More large and medium-sized agencies have seen their client base shrink in the last 12 months, compared to small agencies. Indeed, more of the small agencies have increased the number of clients they have in the last 12 months and similarly, more have stayed the same size.

Even more striking than changes to the size of the client base is the effect of existing clients reducing the amount of they spend with an agency: 78 per cent of agency directors say at least one of their clients reduced the amount they spend on PR during Q4, 2001. But the average percentage of clients within an agency's client base that have cut PR spend is 13 per cent and the median is ten per cent. Some agencies were hit far harder than the average: 16 per cent saw more than a quarter of their clients reduce spend during the last three months of 2001.

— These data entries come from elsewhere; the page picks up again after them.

// Channel domain model - field slots, per-row field values and channel metadata
use serde::{Deserialize, Serialize};
use std::fmt;
use std::str::FromStr;
use thiserror::Error;

pub const SLOT_COUNT: usize = 8;

/// One of the eight numeric field slots a channel exposes (`field1`..`field8`).
#[derive(Debug, Clone, Copy, PartialEq, Eq, Hash, PartialOrd, Ord, Serialize, Deserialize)]
#[serde(try_from = "u8", into = "u8")]
pub enum Slot {
    Field1,
    Field2,
    Field3,
    Field4,
    Field5,
    Field6,
    Field7,
    Field8,
}

#[derive(Debug, Clone, PartialEq, Eq, Error)]
#[error("field slot must be between 1 and 8, got {0}")]
pub struct InvalidSlot(pub u8);

impl Slot {
    pub const ALL: [Slot; SLOT_COUNT] = [
        Slot::Field1,
        Slot::Field2,
        Slot::Field3,
        Slot::Field4,
        Slot::Field5,
        Slot::Field6,
        Slot::Field7,
        Slot::Field8,
    ];

    pub fn index(self) -> usize {
        self as usize
    }

    pub fn number(self) -> u8 {
        self as u8 + 1
    }

    /// Canonical identifier used by the feed API, e.g. `field3`.
    pub fn ident(self) -> &'static str {
        match self {
            Slot::Field1 => "field1",
            Slot::Field2 => "field2",
            Slot::Field3 => "field3",
            Slot::Field4 => "field4",
            Slot::Field5 => "field5",
            Slot::Field6 => "field6",
            Slot::Field7 => "field7",
            Slot::Field8 => "field8",
        }
    }

    pub fn from_ident(key: &str) -> Option<Slot> {
        Slot::ALL.into_iter().find(|slot| slot.ident() == key)
    }
}

impl TryFrom<u8> for Slot {
    type Error = InvalidSlot;

    fn try_from(number: u8) -> Result<Self, Self::Error> {
        match number {
            1..=8 => Ok(Slot::ALL[usize::from(number - 1)]),
            _ => Err(InvalidSlot(number)),
        }
    }
}

impl From<Slot> for u8 {
    fn from(slot: Slot) -> Self {
        slot.number()
    }
}

impl fmt::Display for Slot {
    fn fmt(&self, f: &mut fmt::Formatter<'_>) -> fmt::Result {
        f.write_str(self.ident())
    }
}

/// Numeric values of a single row, one optional value per slot.
#[derive(Debug, Clone, Copy, Default, PartialEq)]
pub struct FieldValues([Option<f64>; SLOT_COUNT]);

impl FieldValues {
    pub fn get(&self, slot: Slot) -> Option<f64> {
        self.0[slot.index()]
    }

    pub fn set(&mut self, slot: Slot, value: Option<f64>) {
        self.0[slot.index()] = value;
    }

    #[cfg(test)]
    pub fn with(mut self, slot: Slot, value: f64) -> Self {
        self.set(slot, Some(value));
        self
    }
}

/// Channel attributes reported alongside the feed rows.
#[derive(Debug, Clone, Default, PartialEq)]
pub struct ChannelMetadata {
    pub id: Option<u64>,
    pub name: Option<String>,
    labels: [Option<String>; SLOT_COUNT],
}

impl ChannelMetadata {
    pub fn new(id: Option<u64>, name: Option<String>) -> Self {
        Self {
            id,
            name,
            labels: Default::default(),
        }
    }

    pub fn label(&self, slot: Slot) -> Option<&str> {
        self.labels[slot.index()].as_deref()
    }

    pub fn set_label(&mut self, slot: Slot, label: Option<String>) {
        self.labels[slot.index()] = label;
    }

    #[cfg(test)]
    pub fn with_label(mut self, slot: Slot, label: &str) -> Self {
        self.set_label(slot, Some(label.to_string()));
        self
    }
}

/// The two sensor channels the dashboard reads from.
#[derive(Debug, Clone, Copy, PartialEq, Eq, Hash, Serialize, Deserialize)]
#[serde(rename_all = "lowercase")]
pub enum ChannelKind {
    Soil,
    Environment,
}

impl ChannelKind {
    pub fn as_str(self) -> &'static str {
        match self {
            ChannelKind::Soil => "soil",
            ChannelKind::Environment => "environment",
        }
    }
}

impl FromStr for ChannelKind {
    type Err = String;

    fn from_str(s: &str) -> Result<Self, Self::Err> {
        match s {
            "soil" => Ok(ChannelKind::Soil),
            "environment" | "env" => Ok(ChannelKind::Environment),
            other => Err(format!("unknown channel '{}'", other)),
        }
    }
}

The majority of agency directors, 67 per cent, think the amount of project work versus retainer work will increase as a result of the economic slowdown.

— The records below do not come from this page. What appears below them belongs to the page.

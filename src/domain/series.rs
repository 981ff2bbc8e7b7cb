// Time-indexed feed table and the per-field derivations drawn from it
use super::channel::{FieldValues, Slot, SLOT_COUNT};
use chrono::{NaiveDateTime, NaiveTime, TimeDelta};
use serde::Serialize;
use std::collections::BTreeMap;
use std::num::NonZeroU32;

/// One normalized row: zone-naive local timestamp plus its field values.
#[derive(Debug, Clone, PartialEq)]
pub struct Reading {
    pub timestamp: NaiveDateTime,
    pub values: FieldValues,
}

impl Reading {
    pub fn new(timestamp: NaiveDateTime, values: FieldValues) -> Self {
        Self { timestamp, values }
    }
}

/// Rows ordered by local timestamp, plus which field slots the source carried.
#[derive(Debug, Clone, Default, PartialEq)]
pub struct LocalTable {
    rows: Vec<Reading>,
    columns: [bool; SLOT_COUNT],
}

impl LocalTable {
    pub fn new(mut rows: Vec<Reading>, columns: impl IntoIterator<Item = Slot>) -> Self {
        // Stable: rows sharing an instant keep their feed order.
        rows.sort_by_key(|row| row.timestamp);
        let mut present = [false; SLOT_COUNT];
        for slot in columns {
            present[slot.index()] = true;
        }
        Self {
            rows,
            columns: present,
        }
    }

    pub fn empty() -> Self {
        Self::default()
    }

    pub fn is_empty(&self) -> bool {
        self.rows.is_empty()
    }

    pub fn len(&self) -> usize {
        self.rows.len()
    }

    pub fn rows(&self) -> &[Reading] {
        &self.rows
    }

    pub fn has_field(&self, slot: Slot) -> bool {
        self.columns[slot.index()]
    }

    /// Non-missing `(timestamp, value)` pairs of one field in index order.
    pub fn field_values(&self, slot: Slot) -> impl Iterator<Item = (NaiveDateTime, f64)> + '_ {
        self.rows
            .iter()
            .filter_map(move |row| row.values.get(slot).map(|value| (row.timestamp, value)))
    }
}

#[derive(Debug, Clone, Copy, PartialEq, Serialize)]
pub struct Point {
    pub timestamp: NaiveDateTime,
    pub value: f64,
}

impl Point {
    pub fn new(timestamp: NaiveDateTime, value: f64) -> Self {
        Self { timestamp, value }
    }
}

/// Bucket means labeled by each bucket's closing boundary; empty buckets are absent.
pub type ResampledSeries = Vec<Point>;

#[derive(Debug, Clone, Copy, Default, PartialEq, Serialize)]
pub struct LatestValue {
    pub value: Option<f64>,
    pub timestamp: Option<NaiveDateTime>,
}

/// Most recent non-missing entry of `slot`, or an all-`None` value.
pub fn latest(table: &LocalTable, slot: Slot) -> LatestValue {
    if table.is_empty() || !table.has_field(slot) {
        return LatestValue::default();
    }

    table
        .field_values(slot)
        .last()
        .map(|(timestamp, value)| LatestValue {
            value: Some(value),
            timestamp: Some(timestamp),
        })
        .unwrap_or_default()
}

/// Mean-resample one field into fixed-width, right-labeled buckets.
///
/// Buckets are closed on the left and aligned to local midnight of the first
/// row's day. Only buckets with at least one non-missing value are emitted.
pub fn resample(table: &LocalTable, slot: Slot, bucket_minutes: NonZeroU32) -> ResampledSeries {
    let Some(first) = table.rows().first() else {
        return Vec::new();
    };
    if !table.has_field(slot) {
        return Vec::new();
    }

    let width = TimeDelta::minutes(i64::from(bucket_minutes.get()));
    let width_ms = width.num_milliseconds();
    let origin = first.timestamp.date().and_time(NaiveTime::MIN);

    let mut buckets: BTreeMap<i64, (f64, usize)> = BTreeMap::new();
    for (timestamp, value) in table.field_values(slot) {
        let offset_ms = (timestamp - origin).num_milliseconds();
        let bucket = offset_ms.div_euclid(width_ms);
        let entry = buckets.entry(bucket).or_insert((0.0, 0));
        entry.0 += value;
        entry.1 += 1;
    }

    buckets
        .into_iter()
        .map(|(bucket, (sum, count))| {
            let label = origin + TimeDelta::milliseconds((bucket + 1) * width_ms);
            Point::new(label, sum / count as f64)
        })
        .collect()
}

Advertising, according to 44 per cent of clients, is the first marketing activity to be reduced when marketing budgets come under pressure. This is followed by market research, literature and direct mail. PR is fifth on the list, cited as the first activity to be cut by a mere five per cent. Unfortunately, 20 per cent of companies would put PR second on the list of activities to be cut and a comparable percentage would place it third.

Some 88 per cent of PR agencies are involved in some sort of activity to encourage existing clients to spend more on PR - but only 50 per cent of clients say the agencies they use are doing this. Indeed, a significant proportion of clients in all industry sectors say their agencies have done nothing to encourage them to spend more on PR. The most common activity mentioned by 48 per cent of agency directors is trying to demonstrate ROI on PR, which includes measures like payment by results, using PR evaluation methods, increased reporting and selling activities focused on tangible outcome - but none of the clients mention this.

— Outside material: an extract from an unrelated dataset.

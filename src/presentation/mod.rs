// Presentation layer - HTTP surface
pub mod app_state;
pub mod handlers;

In only two per cent of client organisations is marketing the last functional discipline to see budget cuts as a result of the company coming under pressure - however, PR fares slightly better, being last for seven per cent of companies. The most protected functions are finance and operations, IT and sales and production.

Looking to the future, opinion is quite mixed, although similar between clients and agencies: 30 per cent of agency directors think that growth has already started again but almost as many, 28 per cent, think it will not start again until the second half of this year. Interestingly, the smaller the agency, the more positive the agency director is about the future of their business.

Only the large and medium-sized agencies think times will continue to be bad for them for the first six months of 2002 and more of the small agencies - half, in fact - say their businesses have already picked up and growth has resumed.

When examined by industry sector, the most pessimistic clients - i.e. those who think things are going to be bad for another six months - are in technology/telecoms and 'other' B2B companies. The level of confidence in the PR world at present can be described as fragile.